When CDs were released, they were advertised as "indestructible." No one will believe that any more. While you can buy commercial CD repair kits to fix these fragile objects, it turns out there's an easier way. Squeeze that tube of toothpaste and let's get started.
Check both sides for damage.
A CD stores information just beneath the label. A scratch that tears through the label usually destroys the CD permanently. Fortunately, scratches are more common on the reflected side, and that’s where toothpaste comes in handy. The laser that reads the CD needs to bounce evenly off the smooth, reflective surface. Toothpaste is just abrasive enough to wear down scratched areas to a smoother surface.
- Small scratches and scuff marks are much easier to repair than deep gouges. Some CD repair services can repair the disc with a special buffing machine, but these are hard to use without causing damage.
Wash the CD with a damp, lint-free cloth.
Even if you can’t see them, tiny flecks of dust on the CD could gouge out new scratches when rubbed with the toothpaste. To prevent this, hold the disc under cool, running water and rub it with a lint-free cloth such as cotton or microfiber. Always rub directly from the center to the edge, never in small, circular motions or along the circular pathways. Only wash the reflective side of the disc.
- If the CD is very dusty, gently spray it with canned air first.
- If the CD is visibly greasy, use rubbing alcohol or a CD cleaning solution instead of water.
Choose your toothpaste.
Only an actual “paste” will work, not a gel. If convenient, choose a “whitening” or “tartar control” toothpaste. These tend to be more abrasive, which will help polish the CD.

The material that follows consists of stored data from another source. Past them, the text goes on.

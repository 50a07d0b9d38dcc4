//! Daily fan-out of per-user summaries
//!
//! On every cron fire the scheduler enumerates the users that own expenses,
//! dispatches one validate-then-summarize chain per user through the
//! orchestrator, and folds the outcomes into a [`BatchRun`]. A failing user is
//! recorded and never stops the run. Only a failure to enumerate users aborts
//! it.

use std::collections::BTreeMap;
use std::sync::Arc;
use std::time::Duration;

use chrono::{DateTime, NaiveDate, Utc};
use cron::Schedule;
use expense_core::{DateRange, ErrorKind, ExpenseSummary};
use expense_executor::AsyncResult;
use parking_lot::Mutex;
use serde::{Deserialize, Serialize};
use tokio::sync::watch;
use tokio::task::JoinHandle;
use tokio::time::Instant;
use tracing::{debug, error, info, instrument, warn};
use uuid::Uuid;

use crate::config::{ConfigError, ReportScheduleConfig};
use crate::orchestrator::ExpenseOrchestrator;

/// Where the scheduler is in its cycle
#[derive(Debug, Clone, Copy, PartialEq, Eq, Serialize, Deserialize)]
#[serde(rename_all = "snake_case")]
pub enum SchedulerPhase {
    Idle,
    Triggered,
    FanningOut,
    Aggregating,
    Completed,
    Aborted,
}

/// Result for one user in a batch run
#[derive(Debug, Clone, PartialEq, Serialize, Deserialize)]
#[serde(rename_all = "snake_case")]
pub enum UserOutcome {
    Success(ExpenseSummary),
    Failure(ErrorKind),
}

impl UserOutcome {
    pub fn is_success(&self) -> bool {
        matches!(self, Self::Success(_))
    }
}

#[derive(Debug, Clone, Copy, PartialEq, Eq, Serialize, Deserialize)]
#[serde(rename_all = "snake_case")]
pub enum BatchStatus {
    Completed,
    CompletedWithFailures,
    Aborted,
}

/// Record of one execution of the daily report job
#[derive(Debug, Clone, PartialEq, Serialize, Deserialize)]
#[serde(rename_all = "camelCase")]
pub struct BatchRun {
    pub id: Uuid,
    pub triggered_at: DateTime<Utc>,
    pub window: DateRange,
    pub outcomes: BTreeMap<i64, UserOutcome>,
    pub status: BatchStatus,
    pub finished_at: DateTime<Utc>,
}

impl BatchRun {
    pub fn successes(&self) -> usize {
        self.outcomes.values().filter(|o| o.is_success()).count()
    }

    pub fn failures(&self) -> usize {
        self.outcomes.len() - self.successes()
    }
}

/// Cron-driven batch report job
pub struct BatchReportScheduler {
    orchestrator: ExpenseOrchestrator,
    config: ReportScheduleConfig,
    schedule: Schedule,
    phase: watch::Sender<SchedulerPhase>,
    last_run: Mutex<Option<BatchRun>>,
    // Serializes runs so two fan-in steps never overlap
    run_lock: tokio::sync::Mutex<()>,
}

impl BatchReportScheduler {
    pub fn new(
        orchestrator: ExpenseOrchestrator,
        config: ReportScheduleConfig,
    ) -> Result<Self, ConfigError> {
        let schedule = config.schedule()?;
        let (phase, _) = watch::channel(SchedulerPhase::Idle);
        Ok(Self {
            orchestrator,
            config,
            schedule,
            phase,
            last_run: Mutex::new(None),
            run_lock: tokio::sync::Mutex::new(()),
        })
    }

    pub fn config(&self) -> &ReportScheduleConfig {
        &self.config
    }

    pub fn phase(&self) -> SchedulerPhase {
        *self.phase.borrow()
    }

    /// The most recently emitted run
    pub fn last_run(&self) -> Option<BatchRun> {
        self.last_run.lock().clone()
    }

    /// Next fire strictly after `now`
    pub fn next_fire_after(&self, now: DateTime<Utc>) -> Option<DateTime<Utc>> {
        self.schedule
            .after(&now.with_timezone(&self.config.timezone))
            .next()
            .map(|t| t.with_timezone(&Utc))
    }

    /// The reporting window for a trigger: the previous calendar day in the
    /// configured timezone
    pub fn window_for(&self, trigger_time: DateTime<Utc>) -> DateRange {
        let today = trigger_time.with_timezone(&self.config.timezone).date_naive();
        DateRange::single_day(today.pred_opt().unwrap_or(NaiveDate::MIN))
    }

    /// Run the job once for `trigger_time`
    #[instrument(skip(self), fields(batch_id))]
    pub async fn run_once(&self, trigger_time: DateTime<Utc>) -> BatchRun {
        let _running = self.run_lock.lock().await;
        let id = Uuid::now_v7();
        tracing::Span::current().record("batch_id", tracing::field::display(id));

        self.set_phase(SchedulerPhase::Triggered);
        // One deadline bounds dispatch and collection together
        let deadline = Instant::now() + self.config.run_timeout;
        let window = self.window_for(trigger_time);
        info!(window_start = %window.start, window_end = %window.end, "Daily report batch triggered");

        let user_ids = match self.orchestrator.active_user_ids().await.wait().await {
            Ok(ids) => ids,
            Err(e) => {
                error!(error = %e, "Could not enumerate users, aborting batch");
                self.set_phase(SchedulerPhase::Aborted);
                return self.emit(BatchRun {
                    id,
                    triggered_at: trigger_time,
                    window,
                    outcomes: BTreeMap::new(),
                    status: BatchStatus::Aborted,
                    finished_at: Utc::now(),
                });
            }
        };

        self.set_phase(SchedulerPhase::FanningOut);
        let pending = self.fan_out(&user_ids, window, deadline).await;

        self.set_phase(SchedulerPhase::Aggregating);
        let outcomes = self.aggregate(&user_ids, &pending, deadline).await;

        let status = if outcomes.values().all(UserOutcome::is_success) {
            BatchStatus::Completed
        } else {
            BatchStatus::CompletedWithFailures
        };
        let run = BatchRun {
            id,
            triggered_at: trigger_time,
            window,
            outcomes,
            status,
            finished_at: Utc::now(),
        };
        info!(
            users = run.outcomes.len(),
            succeeded = run.successes(),
            failed = run.failures(),
            status = ?run.status,
            "Daily report batch finished"
        );
        self.set_phase(SchedulerPhase::Completed);
        self.emit(run)
    }

    /// Dispatch one chain per user until the deadline
    ///
    /// A saturated pool runs submissions on this task, so dispatch itself can
    /// stall. The returned results cover a prefix of `user_ids`; users past
    /// it were never dispatched.
    async fn fan_out(
        &self,
        user_ids: &[i64],
        window: DateRange,
        deadline: Instant,
    ) -> Vec<AsyncResult<ExpenseSummary>> {
        let mut pending = Vec::with_capacity(user_ids.len());
        let dispatch = async {
            for &user_id in user_ids {
                pending.push(self.orchestrator.daily_summary(user_id, window).await);
            }
        };
        if tokio::time::timeout_at(deadline, dispatch).await.is_err() {
            warn!(
                dispatched = pending.len(),
                users = user_ids.len(),
                "Batch run timed out while dispatching"
            );
        } else {
            debug!(users = user_ids.len(), "Dispatched per-user summaries");
        }
        pending
    }

    /// Wait for every result up to the deadline; anything still pending
    /// afterwards, or never dispatched, counts as aborted
    async fn aggregate(
        &self,
        user_ids: &[i64],
        pending: &[AsyncResult<ExpenseSummary>],
        deadline: Instant,
    ) -> BTreeMap<i64, UserOutcome> {
        let joined = AsyncResult::join_all(pending.to_vec());
        if tokio::time::timeout_at(deadline, joined.wait()).await.is_err() {
            warn!(
                timeout_secs = self.config.run_timeout.as_secs(),
                "Batch run timed out, recording unfinished users as aborted"
            );
        }

        user_ids
            .iter()
            .enumerate()
            .map(|(i, &user_id)| {
                let outcome = match pending.get(i).and_then(AsyncResult::try_get) {
                    Some(Ok(summary)) => UserOutcome::Success(summary),
                    Some(Err(e)) => {
                        warn!(user_id, error = %e, "Daily summary failed");
                        UserOutcome::Failure(e.kind())
                    }
                    None => UserOutcome::Failure(ErrorKind::Aborted),
                };
                (user_id, outcome)
            })
            .collect()
    }

    fn set_phase(&self, phase: SchedulerPhase) {
        self.phase.send_replace(phase);
    }

    fn emit(&self, run: BatchRun) -> BatchRun {
        *self.last_run.lock() = Some(run.clone());
        run
    }

    /// Run on the cron schedule until `shutdown` flips to `true`
    pub fn start(self: Arc<Self>, mut shutdown: watch::Receiver<bool>) -> JoinHandle<()> {
        tokio::spawn(async move {
            info!(
                cron = %self.config.cron,
                timezone = %self.config.timezone,
                "Report scheduler started"
            );

            let mut last_fire: Option<DateTime<Utc>> = None;
            loop {
                if *shutdown.borrow() {
                    break;
                }
                let now = Utc::now();
                // Never fire the same slot twice if the clock lags the timer
                let from = last_fire.map_or(now, |last| last.max(now));
                let Some(next) = self.next_fire_after(from) else {
                    warn!("Report schedule has no upcoming fire time, stopping");
                    break;
                };
                let delay = (next - now).to_std().unwrap_or(Duration::ZERO);
                debug!(next_fire = %next, "Waiting for next report batch");
                self.set_phase(SchedulerPhase::Idle);

                tokio::select! {
                    _ = tokio::time::sleep(delay) => {
                        last_fire = Some(next);
                        self.run_once(next).await;
                    }
                    changed = shutdown.changed() => {
                        if changed.is_err() {
                            break;
                        }
                    }
                }
            }

            info!("Report scheduler stopped");
        })
    }
}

- You might be able to look up your toothpaste brand online to find the “RDA,” a measure of abrasiveness. A high RDA toothpaste usually makes a smoother surface, although that’s not always true.
Polishing the CD with Toothpaste
Squirt the toothpaste onto a lint-free cloth.
As before, a clean rag made from cotton or microfiber is ideal. You can use a cotton swab instead.
Gently wipe the scratched area.
Rub the toothpaste over the scratched area. Always move from the center directly to the edge. Repeated movement will slowly wear down the CD, smoothing it out to the level of the scratch. Do not press hard.
Wash off the toothpaste.
Hold the CD under running water. Wipe it with a clean cloth in the same direction of movement.
Dry the CD.
Be careful, as dry CD is more easily scratched than a wet one. Blot away most of the water first, placing a lint-free cloth directly onto the CD and lifting. Finish by air drying or very gentle rubbing with a dry area of the cloth. As always, rub from the center to the edge in straight lines.
Try stronger abrasives.
Test the CD once it is completely dry. If it still doesn’t function, you can try the same cleaning process with a polish meant for silver, plastic, or furniture. Never use a polish that smells like kerosene or contains petroleum derivatives, as these can break down the CD.
- Keep the toothpaste away from the center ring.
- Avoid using warm water. If you choose to run the CD right after the repair, the warm CD may overheat your CD player.